## Provided records
——
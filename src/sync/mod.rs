mod protocol;
mod room;
mod server;

pub use protocol::{decode_client_event, ClientEvent, ServerEvent};
pub use server::RoomServer;
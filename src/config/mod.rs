use std::env;
use std::net::{IpAddr, Ipv4Addr};
use std::time::Duration;

pub struct Config {
    pub server: ServerConfig,
    pub catalog: CatalogConfig,
    pub transport: TransportConfig,
}

pub struct ServerConfig {
    pub host: String,
    pub port: u16,
}

pub struct CatalogConfig {
    /// Optional JSON file with code block definitions; built-in seed
    /// exercises are used when absent.
    pub path: Option<String>,
}

pub struct TransportConfig {
    pub ping_interval: Duration,
    pub liveness_timeout: Duration,
    pub poll_wait: Duration,
}

impl Config {
    pub fn from_env() -> Self {
        dotenv::dotenv().ok();

        Self {
            server: ServerConfig {
                host: env::var("SERVER_HOST").unwrap_or_else(|_| "0.0.0.0".to_string()),
                port: env::var("SERVER_PORT")
                    .unwrap_or_else(|_| "8080".to_string())
                    .parse()
                    .expect("Invalid SERVER_PORT"),
            },
            catalog: CatalogConfig {
                path: env::var("CATALOG_PATH").ok(),
            },
            transport: TransportConfig {
                ping_interval: Duration::from_secs(parse_secs("PING_INTERVAL_SECS", 20)),
                liveness_timeout: Duration::from_secs(parse_secs("LIVENESS_TIMEOUT_SECS", 60)),
                poll_wait: Duration::from_secs(parse_secs("POLL_WAIT_SECS", 25)),
            },
        }
    }

    pub fn bind_address(&self) -> ([u8; 4], u16) {
        let ip_addr = self.parse_host_to_ipv4();
        (ip_addr.octets(), self.server.port)
    }

    fn parse_host_to_ipv4(&self) -> Ipv4Addr {
        // Try to parse as IP address first
        if let Ok(addr) = self.server.host.parse::<IpAddr>() {
            match addr {
                IpAddr::V4(ipv4) => return ipv4,
                IpAddr::V6(_) => {
                    tracing::warn!(
                        host = %self.server.host,
                        "IPv6 address provided but only IPv4 supported, using 0.0.0.0"
                    );
                    return Ipv4Addr::new(0, 0, 0, 0);
                }
            }
        }

        // Handle common hostnames
        match self.server.host.as_str() {
            "localhost" => Ipv4Addr::new(127, 0, 0, 1),
            "" | "0.0.0.0" => Ipv4Addr::new(0, 0, 0, 0),
            _ => {
                tracing::warn!(
                    host = %self.server.host,
                    "Unable to parse host as IPv4, using 0.0.0.0"
                );
                Ipv4Addr::new(0, 0, 0, 0)
            }
        }
    }
}

fn parse_secs(var: &str, default: u64) -> u64 {
    env::var(var)
        .ok()
        .and_then(|v| v.parse().ok())
        .unwrap_or(default)
}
——
## Required work
Say how many lines of the data include the string "using". Nothing other than the number should be given.

## Answer section
2